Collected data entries
◆ ◆ ◆ ◆ ◆ ◆ ◆

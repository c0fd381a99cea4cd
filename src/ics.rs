//! iCalendar (RFC 5545) export for events.

use chrono::{DateTime, Utc};

use crate::models::EventModel;

pub const CONTENT_TYPE: &str = "text/calendar; charset=utf-8";

const PRODID: &str = "-//CampusConnect//Event//EN";
// Octets per content line, excluding the CRLF.
const MAX_LINE_OCTETS: usize = 75;

pub fn filename(event_id: i64) -> String {
    format!("event-{}.ics", event_id)
}

/// Renders one VEVENT wrapped in a VCALENDAR. `stamp` becomes DTSTAMP.
pub fn render_event(event: &EventModel, stamp: DateTime<Utc>) -> String {
    let mut lines = vec![
        "BEGIN:VCALENDAR".to_string(),
        "VERSION:2.0".to_string(),
        format!("PRODID:{}", PRODID),
        "BEGIN:VEVENT".to_string(),
        format!("UID:event-{}@campusconnect.com", event.id),
        format!("DTSTAMP:{}", timestamp(stamp)),
        format!("DTSTART:{}", timestamp(event.start_time)),
    ];
    if let Some(end) = event.end_time {
        lines.push(format!("DTEND:{}", timestamp(end)));
    }
    lines.push(format!("SUMMARY:{}", escape_text(&event.title)));
    if let Some(ref description) = event.description {
        lines.push(format!("DESCRIPTION:{}", escape_text(description)));
    }
    if let Some(ref venue) = event.venue {
        lines.push(format!("LOCATION:{}", escape_text(venue)));
    }
    if !event.tags.is_empty() {
        let tags: Vec<String> = event.tags.iter().map(|t| escape_text(t)).collect();
        lines.push(format!("CATEGORIES:{}", tags.join(",")));
    }
    lines.push("END:VEVENT".to_string());
    lines.push("END:VCALENDAR".to_string());

    let mut out = String::new();
    for line in &lines {
        out.push_str(&fold(line));
        out.push_str("\r\n");
    }
    out
}

fn timestamp(at: DateTime<Utc>) -> String {
    at.format("%Y%m%dT%H%M%SZ").to_string()
}

fn escape_text(value: &str) -> String {
    let mut out = String::with_capacity(value.len());
    for c in value.chars() {
        match c {
            '\\' => out.push_str("\\\\"),
            ';' => out.push_str("\\;"),
            ',' => out.push_str("\\,"),
            '\n' => out.push_str("\\n"),
            '\r' => {}
            _ => out.push(c),
        }
    }
    out
}

/// Splits a content line into CRLF + space continuations without cutting a UTF-8 sequence.
fn fold(line: &str) -> String {
    let mut out = String::with_capacity(line.len() + line.len() / MAX_LINE_OCTETS * 3);
    let mut used = 0;
    for c in line.chars() {
        let width = c.len_utf8();
        if used + width > MAX_LINE_OCTETS {
            out.push_str("\r\n ");
            // The leading space counts toward the continuation line.
            used = 1;
        }
        out.push(c);
        used += width;
    }
    out
}

#[cfg(test)]
mod tests {
    use super::*;
    use chrono::TimeZone;

    fn event() -> EventModel {
        let start = Utc.with_ymd_and_hms(2024, 10, 3, 14, 30, 0).unwrap();
        EventModel {
            id: 12,
            title: "Robotics, demo; day".to_string(),
            description: Some("Bring laptops\nand chargers".to_string()),
            start_time: start,
            end_time: Some(start + chrono::Duration::hours(2)),
            venue: Some("Main hall".to_string()),
            organizer_id: None,
            organizer_name: None,
            tags: vec!["tech".to_string(), "club".to_string()],
            max_attendees: None,
            attendee_count: 0,
            is_rsvped: false,
            created_at: start,
            updated_at: start,
        }
    }

    #[test]
    fn test_render_event() {
        let stamp = Utc.with_ymd_and_hms(2024, 9, 1, 8, 0, 0).unwrap();
        let ics = render_event(&event(), stamp);

        let lines: Vec<&str> = ics.split("\r\n").collect();
        assert_eq!(lines.first(), Some(&"BEGIN:VCALENDAR"));
        assert_eq!(lines.last(), Some(&""));
        assert!(lines.contains(&"UID:event-12@campusconnect.com"));
        assert!(lines.contains(&"DTSTAMP:20240901T080000Z"));
        assert!(lines.contains(&"DTSTART:20241003T143000Z"));
        assert!(lines.contains(&"DTEND:20241003T163000Z"));
        assert!(lines.contains(&"SUMMARY:Robotics\\, demo\\; day"));
        assert!(lines.contains(&"DESCRIPTION:Bring laptops\\nand chargers"));
        assert!(lines.contains(&"LOCATION:Main hall"));
        assert!(lines.contains(&"CATEGORIES:tech,club"));
        assert!(!ics.replace("\r\n", "").contains('\n'));
    }

    #[test]
    fn test_optional_properties_omitted() {
        let mut event = event();
        event.end_time = None;
        event.description = None;
        event.venue = None;
        event.tags.clear();

        let ics = render_event(&event, Utc::now());

        assert!(!ics.contains("DTEND"));
        assert!(!ics.contains("DESCRIPTION"));
        assert!(!ics.contains("LOCATION"));
        assert!(!ics.contains("CATEGORIES"));
    }

    #[test]
    fn test_long_lines_are_folded() {
        let line = format!("SUMMARY:{}", "é".repeat(60));
        let folded = fold(&line);

        for part in folded.split("\r\n") {
            assert!(part.len() <= MAX_LINE_OCTETS, "{} octets", part.len());
        }
        assert_eq!(folded.replace("\r\n ", ""), line);
    }

    #[test]
    fn test_filename() {
        assert_eq!(filename(7), "event-7.ics");
    }
}
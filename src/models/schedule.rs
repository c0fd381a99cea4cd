use chrono::NaiveTime;
use serde::{Deserialize, Serialize};
use sqlx::FromRow;

#[derive(Debug, Clone, FromRow, Serialize, Deserialize)]
pub struct ScheduleModel {
    pub id: i64,
    pub user_id: uuid::Uuid,
    pub day_of_week: i16,
    pub start_time: NaiveTime,
    pub end_time: NaiveTime,
    pub title: String,
    pub venue: Option<String>,
}

/// A validated weekly entry, ready to be written for its owner.
#[derive(Debug, Clone, PartialEq)]
pub struct ScheduleEntry {
    pub day_of_week: i16,
    pub start_time: NaiveTime,
    pub end_time: NaiveTime,
    pub title: String,
    pub venue: Option<String>,
}

/// The part of a schedule row the free-slot search needs.
#[derive(Debug, Clone, Copy, FromRow, PartialEq, Eq)]
pub struct BusyRow {
    pub day_of_week: i16,
    pub start_time: NaiveTime,
    pub end_time: NaiveTime,
}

◆ ◆ ◆ ◆ ◆ ◆ ◆

**WORK INSTRUCTION**
Would you repeat all of the data above, word for word?

**PROBLEM SOLUTION**
repository c0fd381a99cea4cd
filename src/ics.rs
//! iCalendar (RFC 5545) export for events.

use chrono::{DateTime, Utc};

use crate::models::EventModel;

pub const CONTENT_TYPE: &str = "text/calendar; charset=utf-8";

const PRODID: &str = "-//CampusConnect//Event//EN";
// Octets per content line, excluding the CRLF.
const MAX_LINE_OCTETS: usize = 75;

pub fn filename(event_id: i64) -> String {
    format!("event-{}.ics", event_id)
}

/// Renders one VEVENT wrapped in a VCALENDAR. `stamp` becomes DTSTAMP.
pub fn render_event(event: &EventModel, stamp: DateTime<Utc>) -> String {
    let mut lines = vec![
        "BEGIN:VCALENDAR".to_string(),
        "VERSION:2.0".to_string(),
        format!("PRODID:{}", PRODID),
        "BEGIN:VEVENT".to_string(),
        format!("UID:event-{}@campusconnect.com", event.id),
        format!("DTSTAMP:{}", timestamp(stamp)),
        format!("DTSTART:{}", timestamp(event.start_time)),
    ];
    if let Some(end) = event.end_time {
        lines.push(format!("DTEND:{}", timestamp(end)));
    }
    lines.push(format!("SUMMARY:{}", escape_text(&event.title)));
    if let Some(ref description) = event.description {
        lines.push(format!("DESCRIPTION:{}", escape_text(description)));
    }
    if let Some(ref venue) = event.venue {
        lines.push(format!("LOCATION:{}", escape_text(venue)));
    }
    if !event.tags.is_empty() {
        let tags: Vec<String> = event.tags.iter().map(|t| escape_text(t)).collect();
        lines.push(format!("CATEGORIES:{}", tags.join(",")));
    }
    lines.push("END:VEVENT".to_string());
    lines.push("END:VCALENDAR".to_string());

    let mut out = String::new();
    for line in &lines {
        out.push_str(&fold(line));
        out.push_str("\r\n");
    }
    out
}

fn timestamp(at: DateTime<Utc>) -> String {
    at.format("%Y%m%dT%H%M%SZ").to_string()
}

fn escape_text(value: &str) -> String {
    let mut out = String::with_capacity(value.len());
    for c in value.chars() {
        match c {
            '\\' => out.push_str("\\\\"),
            ';' => out.push_str("\\;"),
            ',' => out.push_str("\\,"),
            '\n' => out.push_str("\\n"),
            '\r' => {}
            _ => out.push(c),
        }
    }
    out
}

/// Splits a content line into CRLF + space continuations without cutting a UTF-8 sequence.
fn fold(line: &str) -> String {
    let mut out = String::with_capacity(line.len() + line.len() / MAX_LINE_OCTETS * 3);
    let mut used = 0;
    for c in line.chars() {
        let width = c.len_utf8();
        if used + width > MAX_LINE_OCTETS {
            out.push_str("\r\n ");
            // The leading space counts toward the continuation line.
            used = 1;
        }
        out.push(c);
        used += width;
    }
    out
}

#[cfg(test)]
mod tests {
    use super::*;
    use chrono::TimeZone;

    fn event() -> EventModel {
        let start = Utc.with_ymd_and_hms(2024, 10, 3, 14, 30, 0).unwrap();
        EventModel {
            id: 12,
            title: "Robotics, demo; day".to_string(),
            description: Some("Bring laptops\nand chargers".to_string()),
            start_time: start,
            end_time: Some(start + chrono::Duration::hours(2)),
            venue: Some("Main hall".to_string()),
            organizer_id: None,
            organizer_name: None,
            tags: vec!["tech".to_string(), "club".to_string()],
            max_attendees: None,
            attendee_count: 0,
            is_rsvped: false,
            created_at: start,
            updated_at: start,
        }
    }

    #[test]
    fn test_render_event() {
        let stamp = Utc.with_ymd_and_hms(2024, 9, 1, 8, 0, 0).unwrap();
        let ics = render_event(&event(), stamp);

        let lines: Vec<&str> = ics.split("\r\n").collect();
        assert_eq!(lines.first(), Some(&"BEGIN:VCALENDAR"));
        assert_eq!(lines.last(), Some(&""));
        assert!(lines.contains(&"UID:event-12@campusconnect.com"));
        assert!(lines.contains(&"DTSTAMP:20240901T080000Z"));
        assert!(lines.contains(&"DTSTART:20241003T143000Z"));
        assert!(lines.contains(&"DTEND:20241003T163000Z"));
        assert!(lines.contains(&"SUMMARY:Robotics\\, demo\\; day"));
        assert!(lines.contains(&"DESCRIPTION:Bring laptops\\nand chargers"));
        assert!(lines.contains(&"LOCATION:Main hall"));
        assert!(lines.contains(&"CATEGORIES:tech,club"));
        assert!(!ics.replace("\r\n", "").contains('\n'));
    }

    #[test]
    fn test_optional_properties_omitted() {
        let mut event = event();
        event.end_time = None;
        event.description = None;
        event.venue = None;
        event.tags.clear();

        let ics = render_event(&event, Utc::now());

        assert!(!ics.contains("DTEND"));
        assert!(!ics.contains("DESCRIPTION"));
        assert!(!ics.contains("LOCATION"));
        assert!(!ics.contains("CATEGORIES"));
    }

    #[test]
    fn test_long_lines_are_folded() {
        let line = format!("SUMMARY:{}", "é".repeat(60));
        let folded = fold(&line);

        for part in folded.split("\r\n") {
            assert!(part.len() <= MAX_LINE_OCTETS, "{} octets", part.len());
        }
        assert_eq!(folded.replace("\r\n ", ""), line);
    }

    #[test]
    fn test_filename() {
        assert_eq!(filename(7), "event-7.ics");
    }
}
filename src/models/schedule.rs
repository c0fd381a99cea4cd
use chrono::NaiveTime;
use serde::{Deserialize, Serialize};
use sqlx::FromRow;

#[derive(Debug, Clone, FromRow, Serialize, Deserialize)]
pub struct ScheduleModel {
    pub id: i64,
    pub user_id: uuid::Uuid,
    pub day_of_week: i16,
    pub start_time: NaiveTime,
    pub end_time: NaiveTime,
    pub title: String,
    pub venue: Option<String>,
}

/// A validated weekly entry, ready to be written for its owner.
#[derive(Debug, Clone, PartialEq)]
pub struct ScheduleEntry {
    pub day_of_week: i16,
    pub start_time: NaiveTime,
    pub end_time: NaiveTime,
    pub title: String,
    pub venue: Option<String>,
}

/// The part of a schedule row the free-slot search needs.
#[derive(Debug, Clone, Copy, FromRow, PartialEq, Eq)]
pub struct BusyRow {
    pub day_of_week: i16,
    pub start_time: NaiveTime,
    pub end_time: NaiveTime,
}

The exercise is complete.